- [Exercise] Entries follow. Give back exactly the lines starting at the one containing "let payload_code = envelope" and ending at the one containing "fn fields_query(advertiser_id: &str, fields: &[&str])", and no other lines.

Saved entries
****************
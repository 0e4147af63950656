mod client;
pub mod schemas;

pub use client::{TikTokClient, TikTokParams};

use std::sync::Arc;

use serde_json::Value;
use tracing::debug;

use crate::constants::{
    ACCEPT_HEADER, CONTENT_TYPE_HEADER, CONTENT_TYPE_JSON, TIKTOK_ACCESS_TOKEN_HEADER, TIKTOK_API_VERSION,
    TIKTOK_BASE_URL_PROD, TIKTOK_BASE_URL_SANDBOX, TIKTOK_PAGE_SIZE, TIKTOK_VALID_PAYLOAD_CODES, VALID_STATUS_CODES,
};
use crate::error::GatewayError;
use crate::models::DateRange;
use crate::transport::{HttpMethod, HttpRequest, HttpTransport};

#[derive(Debug, Clone, Copy, PartialEq, Eq)]
pub enum ServiceType {
    Auction,
    Reservation,
}

impl ServiceType {
    pub fn as_str(&self) -> &'static str {
        match self {
            ServiceType::Auction => "AUCTION",
            ServiceType::Reservation => "RESERVATION",
        }
    }
}

#[derive(Debug, Clone, Copy, PartialEq, Eq)]
pub enum ReportType {
    Auction,
    Basic,
}

impl ReportType {
    pub fn as_str(&self) -> &'static str {
        match self {
            ReportType::Auction => "AUCTION",
            ReportType::Basic => "BASIC",
        }
    }
}

/// Everything the integrated report endpoint needs besides the advertiser.
#[derive(Debug, Clone)]
pub struct ReportQuery<'a> {
    pub service_type: ServiceType,
    pub report_type: ReportType,
    pub data_level: String,
    pub dimensions: &'a [&'a str],
    pub metrics: &'a [&'a str],
    pub range: DateRange,
}

/// Business API gateway. Each response envelope is `{code, message, data}`
/// and `code` is checked even when the HTTP status is 200.
pub struct TikTokApi {
    transport: Arc<dyn HttpTransport>,
    access_token: String,
    base_url: String,
}

impl TikTokApi {
    pub fn new(transport: Arc<dyn HttpTransport>, access_token: String, sandbox: bool) -> Self {
        let root = if sandbox {
            TIKTOK_BASE_URL_SANDBOX
        } else {
            TIKTOK_BASE_URL_PROD
        };
        Self {
            transport,
            access_token,
            base_url: format!("{}/{}", root, TIKTOK_API_VERSION),
        }
    }

    pub fn with_base_url(mut self, base_url: impl Into<String>) -> Self {
        self.base_url = base_url.into().trim_end_matches('/').to_string();
        self
    }

    pub fn base_url(&self) -> &str {
        &self.base_url
    }

    pub async fn get_ad_accounts(&self, app_id: &str, secret: &str) -> Result<Vec<Value>, GatewayError> {
        let data = self
            .request(
                HttpMethod::Get,
                "oauth2/advertiser/get/",
                vec![
                    ("app_id".to_string(), app_id.to_string()),
                    ("secret".to_string(), secret.to_string()),
                ],
                None,
            )
            .await?;
        take_list(data)
    }

    pub async fn get_advertiser_campaigns(
        &self,
        advertiser_id: &str,
        fields: &[&str],
    ) -> Result<Vec<Value>, GatewayError> {
        self.get_paginated("campaign/get/", fields_query(advertiser_id, fields)).await
    }

    pub async fn get_advertiser_adgroups(
        &self,
        advertiser_id: &str,
        fields: &[&str],
    ) -> Result<Vec<Value>, GatewayError> {
        self.get_paginated("adgroup/get/", fields_query(advertiser_id, fields)).await
    }

    pub async fn get_advertiser_ads(&self, advertiser_id: &str, fields: &[&str]) -> Result<Vec<Value>, GatewayError> {
        self.get_paginated("ad/get/", fields_query(advertiser_id, fields)).await
    }

    pub async fn create_ads(&self, body: Value) -> Result<Value, GatewayError> {
        self.post("ad/create/", body).await
    }

    pub async fn update_ads(&self, body: Value) -> Result<Value, GatewayError> {
        self.post("ad/update/", body).await
    }

    pub async fn update_ads_status(&self, body: Value) -> Result<Value, GatewayError> {
        self.post("ad/status/update/", body).await
    }

    pub async fn create_campaign(&self, body: Value) -> Result<Value, GatewayError> {
        self.post("campaign/create/", body).await
    }

    pub async fn update_campaign(&self, body: Value) -> Result<Value, GatewayError> {
        self.post("campaign/update/", body).await
    }

    pub async fn create_adgroup(&self, body: Value) -> Result<Value, GatewayError> {
        self.post("adgroup/create/", body).await
    }

    pub async fn update_adgroup(&self, body: Value) -> Result<Value, GatewayError> {
        self.post("adgroup/update/", body).await
    }

    pub async fn upload_image(&self, body: Value) -> Result<Value, GatewayError> {
        self.post("file/image/ad/upload/", body).await
    }

    pub async fn update_image_name(&self, body: Value) -> Result<Value, GatewayError> {
        self.post("file/image/ad/update/", body).await
    }

    pub async fn get_images_info(&self, query: Vec<(String, String)>) -> Result<Vec<Value>, GatewayError> {
        let data = self.request(HttpMethod::Get, "file/image/ad/info/", query, None).await?;
        take_list(data)
    }

    pub async fn upload_video(&self, body: Value) -> Result<Value, GatewayError> {
        self.post("file/video/ad/upload/", body).await
    }

    pub async fn update_video_name(&self, body: Value) -> Result<Value, GatewayError> {
        self.post("file/video/ad/update/", body).await
    }

    pub async fn get_videos_info(&self, query: Vec<(String, String)>) -> Result<Vec<Value>, GatewayError> {
        let data = self.request(HttpMethod::Get, "file/video/ad/info/", query, None).await?;
        take_list(data)
    }

    pub async fn get_insights_report(
        &self,
        advertiser_id: &str,
        query: &ReportQuery<'_>,
    ) -> Result<Vec<Value>, GatewayError> {
        let params = vec![
            ("advertiser_id".to_string(), advertiser_id.to_string()),
            ("service_type".to_string(), query.service_type.as_str().to_string()),
            ("report_type".to_string(), query.report_type.as_str().to_string()),
            ("data_level".to_string(), query.data_level.clone()),
            ("dimensions".to_string(), json_list(query.dimensions)),
            ("metrics".to_string(), json_list(query.metrics)),
            ("start_date".to_string(), query.range.since()),
            ("end_date".to_string(), query.range.until()),
        ];
        self.get_paginated("report/integrated/get/", params).await
    }

    async fn post(&self, endpoint: &str, body: Value) -> Result<Value, GatewayError> {
        self.request(HttpMethod::Post, endpoint, Vec::new(), Some(body)).await
    }

    /// Walks `page_info` until `page >= total_page`.
    async fn get_paginated(
        &self,
        endpoint: &str,
        mut params: Vec<(String, String)>,
    ) -> Result<Vec<Value>, GatewayError> {
        params.push(("page_size".to_string(), TIKTOK_PAGE_SIZE.to_string()));
        let mut all_data = Vec::new();

        loop {
            let mut data = self.request(HttpMethod::Get, endpoint, params.clone(), None).await?;
            let page = page_info_field(&data, "page")?;
            let total_page = page_info_field(&data, "total_page")?;

            match data.get_mut("list").map(Value::take) {
                None | Some(Value::Null) => {}
                Some(Value::Array(items)) => all_data.extend(items),
                Some(other) => {
                    return Err(GatewayError::InvalidEnvelope(format!(
                        "expected `list` to be a list, found {}",
                        other
                    )))
                }
            }

            if page >= total_page {
                break;
            }

            debug!(endpoint, page, total_page, "Fetching next page");
            params.retain(|(key, _)| key != "page");
            params.push(("page".to_string(), (page + 1).to_string()));
        }

        Ok(all_data)
    }

    async fn request(
        &self,
        method: HttpMethod,
        endpoint: &str,
        query: Vec<(String, String)>,
        body: Option<Value>,
    ) -> Result<Value, GatewayError> {
        let mut request = HttpRequest::new(method, format!("{}/{}", self.base_url, endpoint));
        request.query = query;
        request.body = body;
        request.headers = vec![
            (TIKTOK_ACCESS_TOKEN_HEADER.to_string(), self.access_token.clone()),
            (ACCEPT_HEADER.to_string(), CONTENT_TYPE_JSON.to_string()),
            (CONTENT_TYPE_HEADER.to_string(), CONTENT_TYPE_JSON.to_string()),
        ];

        let response = self.transport.execute(request).await?;
        if !VALID_STATUS_CODES.contains(&response.status) {
            return Err(GatewayError::BadResponseCode {
                status: response.status,
                body: response.body,
            });
        }

        let mut envelope: Value =
            serde_json::from_str(&response.body).map_err(|e| GatewayError::InvalidEnvelope(e.to_string()))?;
        let payload_code = envelope
            .get("code")
            .and_then(Value::as_i64)
            .ok_or_else(|| GatewayError::InvalidEnvelope("missing payload `code`".to_string()))?;

        if !TIKTOK_VALID_PAYLOAD_CODES.contains(&payload_code) {
            return Err(GatewayError::BadPayloadCode {
                status: response.status,
                payload_code,
                body: response.body,
            });
        }

        Ok(envelope.get_mut("data").map(Value::take).unwrap_or(Value::Null))
    }
}

fn fields_query(advertiser_id: &str, fields: &[&str]) -> Vec<(String, String)> {
    vec![
        ("advertiser_id".to_string(), advertiser_id.to_string()),
        ("fields".to_string(), json_list(fields)),
    ]
}

fn json_list(items: &[&str]) -> String {
    Value::from(items.to_vec()).to_string()
}

fn page_info_field(data: &Value, field: &str) -> Result<i64, GatewayError> {
    data.get("page_info")
        .and_then(|info| info.get(field))
        .and_then(Value::as_i64)
        .ok_or_else(|| GatewayError::InvalidEnvelope(format!("missing `page_info.{}`", field)))
}

fn take_list(mut data: Value) -> Result<Vec<Value>, GatewayError> {
    match data.get_mut("list").map(Value::take) {
        Some(Value::Array(items)) => Ok(items),
        _ => Err(GatewayError::InvalidEnvelope("missing `data.list`".to_string())),
    }
}

#[cfg(test)]
mod tests {
    use super::*;
    use crate::transport::testing::ScriptedTransport;
    use serde_json::json;

    fn api(transport: Arc<ScriptedTransport>) -> TikTokApi {
        TikTokApi::new(transport, "token".to_string(), false)
    }

    fn page(items: Value, page: i64, total_page: i64) -> Value {
        json!({
            "code": 0,
            "message": "OK",
            "data": {"list": items, "page_info": {"page": page, "total_page": total_page}}
        })
    }

    #[tokio::test]
    async fn ok_http_status_with_rejected_payload_code_is_an_error() {
        let transport = Arc::new(ScriptedTransport::new());
        transport.push_json(200, json!({"code": 40001, "message": "No permission", "data": {}}));

        let err = api(transport).create_campaign(json!({})).await.unwrap_err();

        assert_eq!(err.status_code(), Some(200));
        assert_eq!(err.payload_code(), Some(40001));
    }

    #[tokio::test]
    async fn code_20001_is_accepted() {
        let transport = Arc::new(ScriptedTransport::new());
        transport.push_json(200, json!({"code": 20001, "message": "partial", "data": {"campaign_id": "1"}}));

        let data = api(transport).create_campaign(json!({})).await.unwrap();

        assert_eq!(data["campaign_id"], "1");
    }

    #[tokio::test]
    async fn pagination_follows_page_counters() {
        let transport = Arc::new(ScriptedTransport::new());
        transport
            .push_json(200, page(json!([{"ad_id": "1"}]), 1, 3))
            .push_json(200, page(json!([{"ad_id": "2"}]), 2, 3))
            .push_json(200, page(json!([{"ad_id": "3"}]), 3, 3));

        let ads = api(transport.clone()).get_advertiser_ads("adv", &["ad_id"]).await.unwrap();

        assert_eq!(ads.len(), 3);
        let requests = transport.requests();
        assert_eq!(requests.len(), 3);
        assert_eq!(requests[0].query_param("page_size"), Some("1000"));
        assert_eq!(requests[0].query_param("page"), None);
        assert_eq!(requests[2].query_param("page"), Some("3"));
        assert_eq!(requests[0].query_param("fields"), Some(r#"["ad_id"]"#));
        assert!(requests[0]
            .headers
            .contains(&("Access-Token".to_string(), "token".to_string())));
    }

    #[tokio::test]
    async fn listing_without_page_info_is_an_invalid_envelope() {
        let transport = Arc::new(ScriptedTransport::new());
        transport.push_json(200, json!({"code": 0, "message": "OK", "data": {"list": [{"ad_id": "1"}]}}));

        let err = api(transport).get_advertiser_ads("adv", &["ad_id"]).await.unwrap_err();

        assert!(matches!(err, GatewayError::InvalidEnvelope(message) if message.contains("page_info.page")));
    }

    #[tokio::test]
    async fn report_query_carries_service_and_report_type() {
        let transport = Arc::new(ScriptedTransport::new());
        transport.push_json(200, page(json!([]), 1, 1));
        let range = DateRange::new(
            chrono::NaiveDate::from_ymd_opt(2024, 3, 1).unwrap(),
            chrono::NaiveDate::from_ymd_opt(2024, 3, 2).unwrap(),
        )
        .unwrap();
        let query = ReportQuery {
            service_type: ServiceType::Reservation,
            report_type: ReportType::Auction,
            data_level: "RESERVATION_AD".to_string(),
            dimensions: &["ad_id"],
            metrics: &["spend"],
            range,
        };

        let rows = api(transport.clone()).get_insights_report("adv", &query).await.unwrap();

        assert!(rows.is_empty());
        let request = &transport.requests()[0];
        assert_eq!(request.query_param("service_type"), Some("RESERVATION"));
        assert_eq!(request.query_param("report_type"), Some("AUCTION"));
        assert_eq!(request.query_param("start_date"), Some("2024-03-01"));
        assert_eq!(request.query_param("dimensions"), Some(r#"["ad_id"]"#));
    }

    #[tokio::test]
    async fn sandbox_flag_selects_sandbox_host() {
        let transport = Arc::new(ScriptedTransport::new());
        let sandbox = TikTokApi::new(transport.clone(), "t".to_string(), true);
        let prod = TikTokApi::new(transport, "t".to_string(), false);

        assert!(sandbox.base_url().starts_with("https://sandbox-ads.tiktok.com"));
        assert!(prod.base_url().starts_with("https://business-api.tiktok.com"));
    }
}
****************
- [Solution to this exercise]
        let payload_code = envelope
            .get("code")
            .and_then(Value::as_i64)
            .ok_or_else(|| GatewayError::InvalidEnvelope("missing payload `code`".to_string()))?;

        if !TIKTOK_VALID_PAYLOAD_CODES.contains(&payload_code) {
            return Err(GatewayError::BadPayloadCode {
                status: response.status,
                payload_code,
                body: response.body,
            });
        }

        Ok(envelope.get_mut("data").map(Value::take).unwrap_or(Value::Null))
    }
}

fn fields_query(advertiser_id: &str, fields: &[&str]) -> Vec<(String, String)> {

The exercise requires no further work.